> Prompt
Go through the entries below and print, exactly, the lines starting at the one with "let day = date.day().min(grid::days_in_month(first));" and ending at the one with "fn close(&mut self)", keeping both ends and no others.

'''

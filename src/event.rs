//! Calendar events

use std::fmt::{Display, Formatter};
use std::str::FromStr;

use serde::{Deserialize, Deserializer, Serialize, Serializer};
use chrono::{NaiveDate, NaiveDateTime, NaiveTime};

use crate::config::DEFAULT_EVENT_TIME;


/// A single dated event.
///
/// Events are immutable once created. They can only be removed from their [`EventStore`](crate::store::EventStore).
#[derive(Clone, Debug, PartialEq, Serialize, Deserialize)]
pub struct Event {
    /// Opaque unique identifier, used as a deletion key
    id: EventId,
    /// The display name of the event. Never blank.
    title: String,
    /// The day this event happens on
    date: NaiveDate,
    /// The time of day this event starts at
    time: EventTime,
    /// Free text, may be empty
    description: String,
}

impl Event {
    /// Create an Event. Only the store is allowed to do this, since it guarantees unique IDs and valid titles.
    pub(crate) fn new(id: EventId, title: String, date: NaiveDate, time: EventTime, description: String) -> Self {
        Self { id, title, date, time, description }
    }

    pub fn id(&self) -> &EventId        { &self.id          }
    pub fn title(&self) -> &str         { &self.title       }
    pub fn date(&self) -> NaiveDate     { self.date         }
    pub fn time(&self) -> EventTime     { self.time         }
    pub fn description(&self) -> &str   { &self.description }

    /// The date and time this event starts at, in local time
    pub fn starts_at(&self) -> NaiveDateTime {
        self.date.and_time(self.time.as_naive_time())
    }

    /// Whether this event happens on `date` (time of day is ignored)
    pub fn is_on(&self, date: NaiveDate) -> bool {
        self.date == date
    }
}



#[derive(Clone, Debug, PartialEq, Eq, Hash, PartialOrd, Ord)]
pub struct EventId {
    content: String,
}
impl EventId {
    /// Generate a random EventId.
    pub fn random() -> Self {
        let random = uuid::Uuid::new_v4().to_hyphenated().to_string();
        Self { content: random }
    }

    pub fn as_str(&self) -> &str {
        &self.content
    }
}
impl From<String> for EventId {
    fn from(content: String) -> Self {
        Self { content }
    }
}
impl From<&str> for EventId {
    fn from(content: &str) -> Self {
        Self { content: content.to_string() }
    }
}
impl Display for EventId {
    fn fmt(&self, f: &mut Formatter<'_>) -> Result<(), std::fmt::Error> {
        write!(f, "{}", self.content)
    }
}

/// Used to support serde
impl Serialize for EventId {
    fn serialize<S>(&self, serializer: S) -> Result<S::Ok, S::Error>
    where
        S: Serializer,
    {
        serializer.serialize_str(&self.content)
    }
}
/// Used to support serde
impl<'de> Deserialize<'de> for EventId {
    fn deserialize<D>(deserializer: D) -> Result<EventId, D::Error>
    where
        D: Deserializer<'de>,
    {
        let content = String::deserialize(deserializer)?;
        Ok(EventId{ content })
    }
}



/// A time of day, written in 24-hour `HH:MM` form
#[derive(Clone, Copy, Debug, PartialEq, Eq, Hash, PartialOrd, Ord)]
pub struct EventTime {
    time: NaiveTime,
}

const TIME_FORMAT: &str = "%H:%M";

impl EventTime {
    /// Returns `None` for out-of-range values
    pub fn from_hm(hour: u32, minute: u32) -> Option<Self> {
        NaiveTime::from_hms_opt(hour, minute, 0).map(|time| Self { time })
    }

    pub fn as_naive_time(&self) -> NaiveTime {
        self.time
    }
}

impl Default for EventTime {
    fn default() -> Self {
        let (hour, minute) = DEFAULT_EVENT_TIME;
        Self { time: NaiveTime::from_hms_opt(hour, minute, 0).unwrap_or(NaiveTime::MIN) }
    }
}

/// A string that is not a valid `HH:MM` time
#[derive(Clone, Debug, PartialEq, Eq)]
pub struct InvalidTime {
    input: String,
}

impl Display for InvalidTime {
    fn fmt(&self, f: &mut Formatter<'_>) -> Result<(), std::fmt::Error> {
        write!(f, "{:?} is not a valid HH:MM time", self.input)
    }
}

impl std::error::Error for InvalidTime {}

impl FromStr for EventTime {
    type Err = InvalidTime;

    /// Hours and minutes must both have two digits, e.g. `09:05`
    fn from_str(s: &str) -> Result<Self, Self::Err> {
        let invalid = || InvalidTime { input: s.to_string() };

        let trimmed = s.trim();
        let bytes = trimmed.as_bytes();
        let well_formed = bytes.len() == 5
            && bytes[2] == b':'
            && [0, 1, 3, 4].iter().all(|&i| bytes[i].is_ascii_digit());
        if well_formed == false {
            return Err(invalid());
        }

        NaiveTime::parse_from_str(trimmed, TIME_FORMAT)
            .map(|time| Self { time })
            .map_err(|_| invalid())
    }
}

impl Display for EventTime {
    fn fmt(&self, f: &mut Formatter<'_>) -> Result<(), std::fmt::Error> {
        write!(f, "{}", self.time.format(TIME_FORMAT))
    }
}

/// Used to support serde
impl Serialize for EventTime {
    fn serialize<S>(&self, serializer: S) -> Result<S::Ok, S::Error>
    where
        S: Serializer,
    {
        serializer.serialize_str(&self.to_string())
    }
}
/// Used to support serde
impl<'de> Deserialize<'de> for EventTime {
    fn deserialize<D>(deserializer: D) -> Result<EventTime, D::Error>
    where
        D: Deserializer<'de>,
    {
        let s = String::deserialize(deserializer)?;
        s.parse().map_err(serde::de::Error::custom)
    }
}


#[cfg(test)]
mod tests {
    use super::*;

    #[test]
    fn default_time_is_nine() {
        assert_eq!(EventTime::default().to_string(), "09:00");
    }

    #[test]
    fn parse_times() {
        let t: EventTime = "17:45".parse().unwrap();
        assert_eq!(t, EventTime::from_hm(17, 45).unwrap());
        assert_eq!(t.to_string(), "17:45");

        assert!("25:00".parse::<EventTime>().is_err());
        assert!("noon".parse::<EventTime>().is_err());
        assert!("".parse::<EventTime>().is_err());
        assert_eq!(" 08:15 ".parse::<EventTime>().unwrap(), EventTime::from_hm(8, 15).unwrap());
    }

    #[test]
    fn times_need_two_digit_fields() {
        assert_eq!("09:05".parse::<EventTime>().unwrap(), EventTime::from_hm(9, 5).unwrap());

        for input in &["9:5", "9:05", "09:5", "009:05", "09:005", "09-05", "+9:05", "09:05:00"] {
            let err = input.parse::<EventTime>().unwrap_err();
            assert!(err.to_string().contains(input), "{}", err);
        }
        assert!("23:60".parse::<EventTime>().is_err());
    }

    #[test]
    fn serde_event() {
        let date = NaiveDate::from_ymd_opt(2024, 3, 5).unwrap();
        let event = Event::new(EventId::from("abc"), "Standup".to_string(), date, EventTime::default(), String::new());

        let json = serde_json::to_string(&event).unwrap();
        assert!(json.contains(r#""id":"abc""#));
        assert!(json.contains(r#""date":"2024-03-05""#));
        assert!(json.contains(r#""time":"09:00""#));

        let back: Event = serde_json::from_str(&json).unwrap();
        assert_eq!(back, event);
        assert_eq!(back.starts_at(), date.and_hms_opt(9, 0, 0).unwrap());
    }

    #[test]
    fn random_ids_differ() {
        assert_ne!(EventId::random(), EventId::random());
    }
}
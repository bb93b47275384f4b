//! The interaction controller
//!
//! [`CalendarApp`] is what a front-end talks to. It owns the navigation date, the event form, the [`EventStore`] and the [`PreferenceController`],
//! and every user action is one of its `&mut self` methods. After any of them, [`CalendarApp::view`] reflects the new state.

use chrono::{Datelike, Local, NaiveDate};

use crate::event::{Event, EventId, EventTime, InvalidTime};
use crate::grid::{self, MonthGrid};
use crate::preference::{PreferenceController, Theme};
use crate::storage::KeyValueStorage;
use crate::store::{EventStore, ValidationError};
use crate::view::CalendarView;


/// Tells what the current day is
pub trait Clock {
    fn today(&self) -> NaiveDate;
}

/// The host's local clock
#[derive(Clone, Copy, Debug, Default)]
pub struct LocalClock;

impl Clock for LocalClock {
    fn today(&self) -> NaiveDate {
        Local::now().date_naive()
    }
}

/// A clock that is stuck on a given day
#[derive(Clone, Copy, Debug)]
pub struct FixedClock(pub NaiveDate);

impl Clock for FixedClock {
    fn today(&self) -> NaiveDate {
        self.0
    }
}


/// Move `date` by `delta` months, rolling the year as needed.
///
/// The day of month is kept when possible, and clamped to the last day of the target month otherwise (Jan 31 + 1 month is Feb 28 or 29).
pub fn shift_month(date: NaiveDate, delta: i32) -> NaiveDate {
    let months = date.year() * 12 + date.month0() as i32 + delta;
    let year = months.div_euclid(12);
    let month = months.rem_euclid(12) as u32 + 1;

    let first = match NaiveDate::from_ymd_opt(year, month, 1) {
        Some(first) => first,
        None => {
            log::warn!("Cannot move {} by {} months, staying there", date, delta);
            return date;
        },
    };
    let day = date.day().min(grid::days_in_month(first));
    first.with_day(day).unwrap_or(first)
}



/// Unsaved content of the event form
#[derive(Clone, Debug, Default, PartialEq)]
pub struct DraftEvent {
    pub title: String,
    pub time: EventTime,
    pub description: String,
}

#[derive(Clone, Copy, Debug, PartialEq, Eq)]
pub enum FormState {
    Closed,
    Open,
}

/// The event creation form, and its draft
#[derive(Clone, Debug, PartialEq)]
pub struct EventForm {
    state: FormState,
    draft: DraftEvent,
}

impl Default for EventForm {
    fn default() -> Self {
        Self { state: FormState::Closed, draft: DraftEvent::default() }
    }
}

impl EventForm {
    pub fn state(&self) -> FormState   { self.state }
    pub fn is_open(&self) -> bool      { self.state == FormState::Open }
    pub fn draft(&self) -> &DraftEvent { &self.draft }

    fn open(&mut self) {
        self.state = FormState::Open;
    }

    /// Close the form. The draft is reset.
    fn close(&mut self) {
        self.state = FormState::Closed;
        self.draft = DraftEvent::default();
    }

    /// Returns a mutable draft, if the form is open. Drafts only exist while the form is shown.
    fn draft_mut(&mut self) -> Option<&mut DraftEvent> {
        match self.state {
            FormState::Open => Some(&mut self.draft),
            FormState::Closed => {
                log::debug!("Ignoring an edit of the event form, since it is closed");
                None
            },
        }
    }
}



/// The calendar widget state, and every action a user can perform on it
pub struct CalendarApp<S: KeyValueStorage> {
    store: EventStore,
    selected_date: NaiveDate,
    form: EventForm,
    preference: PreferenceController<S>,
    clock: Box<dyn Clock>,
}

impl<S: KeyValueStorage> CalendarApp<S> {
    /// Create an app focused on the current day
    pub fn new(store: EventStore, preference: PreferenceController<S>, clock: Box<dyn Clock>) -> Self {
        let selected_date = clock.today();
        Self {
            store,
            selected_date,
            form: EventForm::default(),
            preference,
            clock,
        }
    }

    pub fn selected_date(&self) -> NaiveDate                 { self.selected_date }
    pub fn store(&self) -> &EventStore                       { &self.store }
    pub fn form(&self) -> &EventForm                         { &self.form }
    pub fn preference(&self) -> &PreferenceController<S>     { &self.preference }

    /// The grid of the month being displayed
    pub fn grid(&self) -> MonthGrid {
        MonthGrid::for_date(self.selected_date)
    }

    /// The current day, according to this app's clock
    pub fn today(&self) -> NaiveDate {
        self.clock.today()
    }


    pub fn previous_month(&mut self) {
        self.set_selected_date(shift_month(self.selected_date, -1));
    }

    pub fn next_month(&mut self) {
        self.set_selected_date(shift_month(self.selected_date, 1));
    }

    /// Go back to the current day
    pub fn go_to_today(&mut self) {
        self.set_selected_date(self.clock.today());
    }

    fn set_selected_date(&mut self, date: NaiveDate) {
        log::debug!("Selected date is now {}", date);
        self.selected_date = date;
    }

    /// Select a day of the displayed month, and open the event form for it.
    ///
    /// Returns `false` (and does nothing) if the displayed month has no such day.
    pub fn click_day(&mut self, day: u32) -> bool {
        match self.grid().day(day) {
            None => {
                log::debug!("Ignoring a click on day {}, which is not in the displayed month", day);
                false
            },
            Some(date) => {
                self.set_selected_date(date);
                self.form.open();
                true
            },
        }
    }


    /// Open the event form for the selected date
    pub fn open_form(&mut self) {
        self.form.open();
    }

    /// Close the event form and drop its draft
    pub fn cancel_form(&mut self) {
        self.form.close();
    }

    pub fn set_title(&mut self, title: &str) {
        if let Some(draft) = self.form.draft_mut() {
            draft.title = title.to_string();
        }
    }

    /// Set the draft time from an `HH:MM` string. The draft is left untouched if it cannot be parsed.
    pub fn set_time(&mut self, time: &str) -> Result<(), InvalidTime> {
        let time: EventTime = time.parse()?;
        if let Some(draft) = self.form.draft_mut() {
            draft.time = time;
        }
        Ok(())
    }

    pub fn set_description(&mut self, description: &str) {
        if let Some(draft) = self.form.draft_mut() {
            draft.description = description.to_string();
        }
    }

    /// Create an event from the draft, on the selected date.
    ///
    /// On success, the form is closed and its draft reset. Otherwise the form stays open, as it is.
    pub fn submit_form(&mut self) -> Result<EventId, ValidationError> {
        if self.form.is_open() == false {
            return Err(ValidationError::FormClosed);
        }

        let draft = self.form.draft();
        let id = self.store
            .add(&draft.title, self.selected_date, draft.time, &draft.description)?
            .id()
            .clone();

        self.form.close();
        Ok(id)
    }

    /// Remove an event. Unknown IDs are ignored.
    pub fn delete_event(&mut self, id: &EventId) -> Option<Event> {
        self.store.remove(id)
    }

    pub fn toggle_theme(&mut self) -> Theme {
        self.preference.toggle()
    }


    /// The current state, as it should be displayed
    pub fn view(&self) -> CalendarView {
        CalendarView::build(self.selected_date, self.clock.today(), &self.store, &self.form, &self.preference)
    }
}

'''

> Solution
    let day = date.day().min(grid::days_in_month(first));
    first.with_day(day).unwrap_or(first)
}



/// Unsaved content of the event form
#[derive(Clone, Debug, Default, PartialEq)]
pub struct DraftEvent {
    pub title: String,
    pub time: EventTime,
    pub description: String,
}

#[derive(Clone, Copy, Debug, PartialEq, Eq)]
pub enum FormState {
    Closed,
    Open,
}

/// The event creation form, and its draft
#[derive(Clone, Debug, PartialEq)]
pub struct EventForm {
    state: FormState,
    draft: DraftEvent,
}

impl Default for EventForm {
    fn default() -> Self {
        Self { state: FormState::Closed, draft: DraftEvent::default() }
    }
}

impl EventForm {
    pub fn state(&self) -> FormState   { self.state }
    pub fn is_open(&self) -> bool      { self.state == FormState::Open }
    pub fn draft(&self) -> &DraftEvent { &self.draft }

    fn open(&mut self) {
        self.state = FormState::Open;
    }

    /// Close the form. The draft is reset.
    fn close(&mut self) {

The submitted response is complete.